Cualquier variable que aporte incertidumbre, hace que se paralice o se retraiga la dinámica. “En el mercado inmobiliario actual están presentes los tres pilares fundamentales para que la situación se reactive: compradores con intención de comprar (no han mermado las consultas) vendedores con intención de vender y el medio (sean dólares o pesos, pero están en poder de la gente)” dice Migliorisi. “En el caso de los desarrollos, mientras los inversores locales sigan generando pesos y los desarrollos en construcción aceptándolos como medio de pago, el flujo de transacciones se verá menos afectado y es donde veo más oportunidades en esta coyuntura”, comenta Luzarreta. “La incorporación de emprendimientos pagaderos en pesos y en cuotas probablemente ayude a agilizar un mercado estacionado y especulador”, agrega O´Keefe. “Estas medidas cambiaron mucho el escenario. No se si para mejor o peor, pero ahora debemos acostumbrarnos a negociar en pesos con paliativos que garanticen a ambas partes la comercialización.
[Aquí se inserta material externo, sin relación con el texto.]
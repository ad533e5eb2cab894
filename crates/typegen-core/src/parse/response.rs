use indexmap::IndexMap;
use serde::{Deserialize, Serialize};

use super::media_type::MediaType;

/// A response definition.
#[derive(Debug, Clone, PartialEq, Serialize, Deserialize)]
pub struct Response {
    #[serde(default)]
    pub description: String,

    #[serde(default, skip_serializing_if = "IndexMap::is_empty")]
    pub content: IndexMap<String, MediaType>,

    #[serde(default, skip_serializing_if = "IndexMap::is_empty")]
    pub headers: IndexMap<String, serde_json::Value>,
}

/// A reference or inline response.
#[derive(Debug, Clone, PartialEq, Serialize, Deserialize)]
#[serde(untagged)]
pub enum ResponseOrRef {
    Ref {
        #[serde(rename = "$ref")]
        ref_path: String,
    },
    Response(Response),
}
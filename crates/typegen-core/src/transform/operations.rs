use log::debug;

use crate::error::ResolveError;
use crate::ir::{
    media_type_is_json, ParameterDefinition, RequestBodyDefinition, ResolvedSchema,
    SpecLocation, TypeDefinition, TypeShape,
};
use crate::parse::operation::Operation;
use crate::parse::parameter::{Parameter, ParameterOrRef};
use crate::parse::request_body::{RequestBody, RequestBodyOrRef};
use crate::parse::response::ResponseOrRef;
use crate::parse::spec::OpenApiSpec;
use crate::transform::name_normalizer::{normalize_name, type_name};
use crate::transform::schema_resolver::SchemaResolver;

const PARAMETER_REF_PREFIX: &str = "#/components/parameters/";
const REQUEST_BODY_REF_PREFIX: &str = "#/components/requestBodies/";

const DEFAULT_RESPONSE_SUFFIX: &str = "Response";

/// Resolved operation-level output for one generation run.
#[derive(Debug, Default)]
pub struct OperationOutput {
    pub parameters: Vec<ParameterDefinition>,
    pub bodies: Vec<RequestBodyDefinition>,
}

/// Walk every operation in the document, resolving parameters, request
/// bodies and JSON responses into definitions. Body and response types
/// are registered with the tracker; name collisions resolve via the
/// content-type-derived suffix first, then the numeric fallback.
pub fn resolve_operations(
    resolver: &mut SchemaResolver<'_>,
    spec: &OpenApiSpec,
    response_type_suffix: &str,
) -> Result<OperationOutput, ResolveError> {
    let suffix = if response_type_suffix.is_empty() {
        DEFAULT_RESPONSE_SUFFIX
    } else {
        response_type_suffix
    };

    let mut out = OperationOutput::default();
    for (path, item) in &spec.paths {
        for (method, op) in item.operations() {
            let op_name = operation_type_name(resolver, op, method, path);
            debug!("resolving operation {op_name}");

            for param in item.parameters.iter().chain(&op.parameters) {
                if let Some(pd) = resolve_parameter(resolver, param, &op_name)? {
                    out.parameters.push(pd);
                }
            }
            if let Some(body) = &op.request_body {
                if let Some(bd) = resolve_request_body(resolver, body, &op_name)? {
                    out.bodies.push(bd);
                }
            }
            resolve_responses(resolver, op, &op_name, suffix)?;
        }
    }
    Ok(out)
}

fn operation_type_name(
    resolver: &SchemaResolver<'_>,
    op: &Operation,
    method: &str,
    path: &str,
) -> String {
    match &op.operation_id {
        Some(id) if !id.is_empty() => type_name(id, &resolver.naming),
        _ => {
            let base = format!("{method} {path}");
            type_name(&base, &resolver.naming)
        }
    }
}

fn resolve_parameter(
    resolver: &mut SchemaResolver<'_>,
    node: &ParameterOrRef,
    op_name: &str,
) -> Result<Option<ParameterDefinition>, ResolveError> {
    let param: &Parameter = match node {
        ParameterOrRef::Parameter(p) => p,
        ParameterOrRef::Ref { ref_path } => {
            let name = ref_path
                .strip_prefix(PARAMETER_REF_PREFIX)
                .ok_or_else(|| ResolveError::InvalidRefFormat(ref_path.clone()))?;
            match resolver.components.parameters.get(name) {
                Some(ParameterOrRef::Parameter(p)) => p,
                _ => return Err(ResolveError::RefTargetNotFound(ref_path.clone())),
            }
        }
    };

    let Some(schema_node) = &param.schema else {
        // Content-typed parameters are out of scope for typed models.
        return Ok(None);
    };

    let path = vec![op_name.to_string(), param.name.clone()];
    let schema = resolver
        .resolve_node(schema_node, &path)
        .map_err(|e| e.at(&path))?;
    let schema = resolver.promote_inline(schema, &path)?;

    Ok(Some(ParameterDefinition {
        param_name: param.name.clone(),
        name: normalize_name(&param.name),
        location: param.location,
        required: param.required,
        schema,
    }))
}

fn resolve_request_body(
    resolver: &mut SchemaResolver<'_>,
    node: &RequestBodyOrRef,
    op_name: &str,
) -> Result<Option<RequestBodyDefinition>, ResolveError> {
    let body: &RequestBody = match node {
        RequestBodyOrRef::RequestBody(b) => b,
        RequestBodyOrRef::Ref { ref_path } => {
            let name = ref_path
                .strip_prefix(REQUEST_BODY_REF_PREFIX)
                .ok_or_else(|| ResolveError::InvalidRefFormat(ref_path.clone()))?;
            match resolver.components.request_bodies.get(name) {
                Some(RequestBodyOrRef::RequestBody(b)) => b,
                _ => return Err(ResolveError::RefTargetNotFound(ref_path.clone())),
            }
        }
    };

    // Prefer application/json; otherwise take the last declared content
    // type we know how to tag.
    let mut target = None;
    for content_type in body.content.keys() {
        if content_type == "application/json" {
            target = Some(content_type.clone());
            break;
        }
        target = Some(content_type.clone());
    }
    let Some(content_type) = target else {
        return Ok(None);
    };
    let Some(tag) = content_type_tag(&content_type) else {
        return Ok(None);
    };
    let default = content_type == "application/json";

    let base = format!("{op_name}Body");
    let path = vec![base.clone()];
    let schema = match body.content[&content_type].schema.as_ref() {
        Some(node) => resolver.resolve_node(node, &path).map_err(|e| e.at(&path))?,
        None => ResolvedSchema::default(),
    };

    // Bare references reuse the referenced type; anything else gets its
    // own body type so callers have something to marshal.
    let type_name = if let Some(name) = schema.ref_name() {
        name.to_string()
    } else {
        let name = resolver
            .tracker
            .generate_unique_name_with_suffixes(&base, &[tag.as_str()]);
        let def = TypeDefinition::new(name.clone(), "")
            .with_schema(schema.clone())
            .at(SpecLocation::Body);
        resolver.tracker.register(def, "");
        name
    };

    Ok(Some(RequestBodyDefinition {
        type_name,
        required: body.required,
        schema,
        name_tag: tag,
        content_type,
        default,
    }))
}

fn resolve_responses(
    resolver: &mut SchemaResolver<'_>,
    op: &Operation,
    op_name: &str,
    suffix: &str,
) -> Result<(), ResolveError> {
    for (code, response) in &op.responses {
        let ResponseOrRef::Response(response) = response else {
            continue;
        };
        for (content_type, media) in &response.content {
            if !media_type_is_json(content_type) {
                continue;
            }
            let Some(node) = &media.schema else {
                continue;
            };
            let base = format!("{op_name}{suffix}");
            let path = vec![base.clone()];
            let schema = resolver.resolve_node(node, &path).map_err(|e| e.at(&path))?;

            // Responses that are plain references need no wrapper type.
            if matches!(schema.shape, TypeShape::Named(_)) {
                continue;
            }

            let name = resolver
                .tracker
                .generate_unique_name_with_suffixes(&base, &[code.as_str()]);
            let def = TypeDefinition::new(name, code)
                .with_schema(schema)
                .at(SpecLocation::Response);
            resolver.tracker.register(def, "");
        }
    }
    Ok(())
}

/// Content-type-derived name tag, or `None` for media types with no
/// typed representation.
fn content_type_tag(content_type: &str) -> Option<String> {
    if content_type == "application/json" {
        return Some("JSON".to_string());
    }
    if media_type_is_json(content_type) {
        return Some(type_name(content_type, &crate::transform::NamingMode::Default));
    }
    if content_type.starts_with("multipart/") {
        return Some("Multipart".to_string());
    }
    match content_type {
        "application/x-www-form-urlencoded" => Some("Formdata".to_string()),
        "text/plain" => Some("Text".to_string()),
        _ => None,
    }
}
Vendedor y comprador deben ponerse de acuerdo y aceptar condiciones que aseguren esto ante los imprevistos cambiarios e inflacionarios que el mercado presenta hoy y en el futuro”, aporta Pablo Batalla, director de la desarrolladora PZ + B. Opiniones encontradas, un sector notablemente afectado y constraído pero con algunas luces verdes al final del camino.